One day several of us took the train up to Tai Po Market.  The end of the platform at Sha Tin station, (actually Tai Po Kau) is visible on the extreme left of this photograph.  Please see the later corrections as to the exact location.

Date picture taken (may be approximate): 
Wednesday, January 1, 1958
Connections: 

Comments

This will have been the original Taipo Station in Tai Po Kau. It was later renamed to Tai Po Kau Station (not sure when) because I think the name caused confusion with Tai Po Mkt Station(?). The pier (which is still there) was a major dropping off point for boats coming and going from all around the Tolo Harbour and Tolo Channel areas. The station was decommissioned and subsequently demolished in 1983 following electrification of the line. 
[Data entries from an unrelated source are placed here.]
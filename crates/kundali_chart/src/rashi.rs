//! Rashi (zodiac sign) canonicalization and DMS (degrees-minutes-seconds)
//! decomposition.
//!
//! The calculation service reports signs in either of two naming
//! conventions: Western ("Aries") or transliterated Sanskrit ("Mesha").
//! Both are absorbed here into a single [`Rashi`] value; nothing downstream
//! compares raw sign strings.
//!
//! Numbering follows the universal convention: 12 rashis, Mesha (Aries) = 1
//! through Meena (Pisces) = 12.

use std::fmt::{Display, Formatter};

use serde::{Deserialize, Serialize, Serializer};

use crate::error::ChartError;

/// The 12 rashis (zodiac signs) starting from Mesha (Aries).
#[derive(Debug, Clone, Copy, PartialEq, Eq, Hash, PartialOrd, Ord)]
pub enum Rashi {
    Mesha,
    Vrishabha,
    Mithuna,
    Karka,
    Simha,
    Kanya,
    Tula,
    Vrischika,
    Dhanu,
    Makara,
    Kumbha,
    Meena,
}

/// All 12 rashis in order (0 = Mesha, 11 = Meena).
pub const ALL_RASHIS: [Rashi; 12] = [
    Rashi::Mesha,
    Rashi::Vrishabha,
    Rashi::Mithuna,
    Rashi::Karka,
    Rashi::Simha,
    Rashi::Kanya,
    Rashi::Tula,
    Rashi::Vrischika,
    Rashi::Dhanu,
    Rashi::Makara,
    Rashi::Kumbha,
    Rashi::Meena,
];

/// Which naming convention to use when displaying a rashi.
#[derive(Debug, Clone, Copy, PartialEq, Eq, Hash, Default, Serialize, Deserialize)]
#[serde(rename_all = "lowercase")]
pub enum SignNaming {
    /// "Aries", "Taurus", ...
    #[default]
    Western,
    /// "Mesha", "Vrishabha", ...
    Sanskrit,
}

impl Rashi {
    /// Sanskrit name of the rashi.
    pub const fn name(self) -> &'static str {
        match self {
            Self::Mesha => "Mesha",
            Self::Vrishabha => "Vrishabha",
            Self::Mithuna => "Mithuna",
            Self::Karka => "Karka",
            Self::Simha => "Simha",
            Self::Kanya => "Kanya",
            Self::Tula => "Tula",
            Self::Vrischika => "Vrischika",
            Self::Dhanu => "Dhanu",
            Self::Makara => "Makara",
            Self::Kumbha => "Kumbha",
            Self::Meena => "Meena",
        }
    }

    /// Western (English) name of the rashi.
    pub const fn western_name(self) -> &'static str {
        match self {
            Self::Mesha => "Aries",
            Self::Vrishabha => "Taurus",
            Self::Mithuna => "Gemini",
            Self::Karka => "Cancer",
            Self::Simha => "Leo",
            Self::Kanya => "Virgo",
            Self::Tula => "Libra",
            Self::Vrischika => "Scorpio",
            Self::Dhanu => "Sagittarius",
            Self::Makara => "Capricorn",
            Self::Kumbha => "Aquarius",
            Self::Meena => "Pisces",
        }
    }

    /// Name in the requested convention.
    pub const fn display_name(self, naming: SignNaming) -> &'static str {
        match naming {
            SignNaming::Western => self.western_name(),
            SignNaming::Sanskrit => self.name(),
        }
    }

    /// 0-based index (Mesha=0 .. Meena=11).
    pub const fn index(self) -> u8 {
        match self {
            Self::Mesha => 0,
            Self::Vrishabha => 1,
            Self::Mithuna => 2,
            Self::Karka => 3,
            Self::Simha => 4,
            Self::Kanya => 5,
            Self::Tula => 6,
            Self::Vrischika => 7,
            Self::Dhanu => 8,
            Self::Makara => 9,
            Self::Kumbha => 10,
            Self::Meena => 11,
        }
    }

    /// 1-based sign number (Mesha=1 .. Meena=12). Under the whole-sign
    /// house system this is also the house number.
    pub const fn number(self) -> u8 {
        self.index() + 1
    }

    /// Exact, case-sensitive lookup in either naming table.
    pub fn from_name(raw: &str) -> Option<Rashi> {
        ALL_RASHIS
            .iter()
            .copied()
            .find(|r| r.western_name() == raw)
            .or_else(|| ALL_RASHIS.iter().copied().find(|r| r.name() == raw))
    }
}

impl Display for Rashi {
    fn fmt(&self, f: &mut Formatter<'_>) -> std::fmt::Result {
        f.write_str(self.western_name())
    }
}

impl Serialize for Rashi {
    fn serialize<S: Serializer>(&self, serializer: S) -> Result<S::Ok, S::Error> {
        serializer.serialize_str(self.western_name())
    }
}

/// Canonicalize a raw sign name from the calculation service.
///
/// Accepts either naming convention, matched exactly (no trimming, no case
/// folding).
pub fn canonicalize(raw: &str) -> Result<Rashi, ChartError> {
    Rashi::from_name(raw).ok_or_else(|| ChartError::UnknownSign(raw.to_owned()))
}

/// Rashi for a 1-based sign number. Inverse of [`Rashi::number`].
pub fn rashi_at(number: u8) -> Result<Rashi, ChartError> {
    match number {
        1..=12 => Ok(ALL_RASHIS[(number - 1) as usize]),
        _ => Err(ChartError::SignNumber(number)),
    }
}

/// Degrees-minutes-seconds of a position within a rashi.
#[derive(Debug, Clone, Copy, PartialEq, Eq, Hash, Serialize)]
pub struct Dms {
    /// Whole degrees (0..29).
    #[serde(rename = "deg")]
    pub degrees: u8,
    /// Arc-minutes (0..59).
    #[serde(rename = "min")]
    pub minutes: u8,
    /// Whole arc-seconds (0..59), truncated.
    #[serde(rename = "sec")]
    pub seconds: u8,
}

impl Dms {
    /// Reconstruct decimal degrees. Never exceeds the decomposed value and
    /// falls short of it by less than one arc-second.
    pub fn to_degrees(self) -> f64 {
        self.degrees as f64 + self.minutes as f64 / 60.0 + self.seconds as f64 / 3600.0
    }
}

impl Display for Dms {
    fn fmt(&self, f: &mut Formatter<'_>) -> std::fmt::Result {
        write!(f, "{}°{:02}'{:02}\"", self.degrees, self.minutes, self.seconds)
    }
}

/// Decompose degrees within a sign into truncated degrees, minutes and
/// seconds.
///
/// Each component is floored, never rounded, so the display always matches
/// the upstream convention. Input must lie in [0, 30); total longitudes
/// have to be reduced by the caller first.
pub fn decompose(degrees_in_sign: f64) -> Result<Dms, ChartError> {
    if !(0.0..30.0).contains(&degrees_in_sign) {
        return Err(ChartError::DegreeRange(degrees_in_sign));
    }
    let degrees = degrees_in_sign.floor();
    let fractional_minutes = (degrees_in_sign - degrees) * 60.0;
    let minutes = fractional_minutes.floor();
    let seconds = ((fractional_minutes - minutes) * 60.0).floor();
    Ok(Dms {
        degrees: degrees as u8,
        minutes: minutes as u8,
        seconds: seconds as u8,
    })
}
Thank you, Phil for the more accurate identification.  Now, I can see that the Island, with the distinctive Island House is visible at the extreme left of the photograph. Google Earth shows it all very well. Which station name should be used in the title? Best wishes, Andrew

Hi Andrew, well spotted! I hadn't even noticed Island House and only recognised the ridge line in the distance. I think Tai Po Kau is probably a better description as it identifies the specific area of Tai Po that we are looking at. Phil

Thanks Phil.  I much appreciate everyone's help in better locating the places on all these photograhps. I'll change the title.  Best wishes, Andrew

During my school days we lived in Taipo Kau and would see this scene almost every day as the train was our normal way to and from Kowloon.

This photo pre-dates the building of the Marine Police base, which would be on the mid right of the picture if you were able to stand in the same spot today.

There is/was a small promontory further up the track, behind the photographer. Pre-war it was a KCR staff swimming club. By the time we arrived in TaiPo Kau in 1952 the buildings were ruined and overgrown, and truth be told the beach on the eastern side was rocky and the western side was thick mud. A one-man boat builder had established himself there and seemed to build about one sampan per year. These were launched with great ceremony - firecrackers; a leafy branch tied to the bows; roast pig; monk’s blessing

By stages people started keeping pleasure boats there, for which he charged a fee for “looking after boat”.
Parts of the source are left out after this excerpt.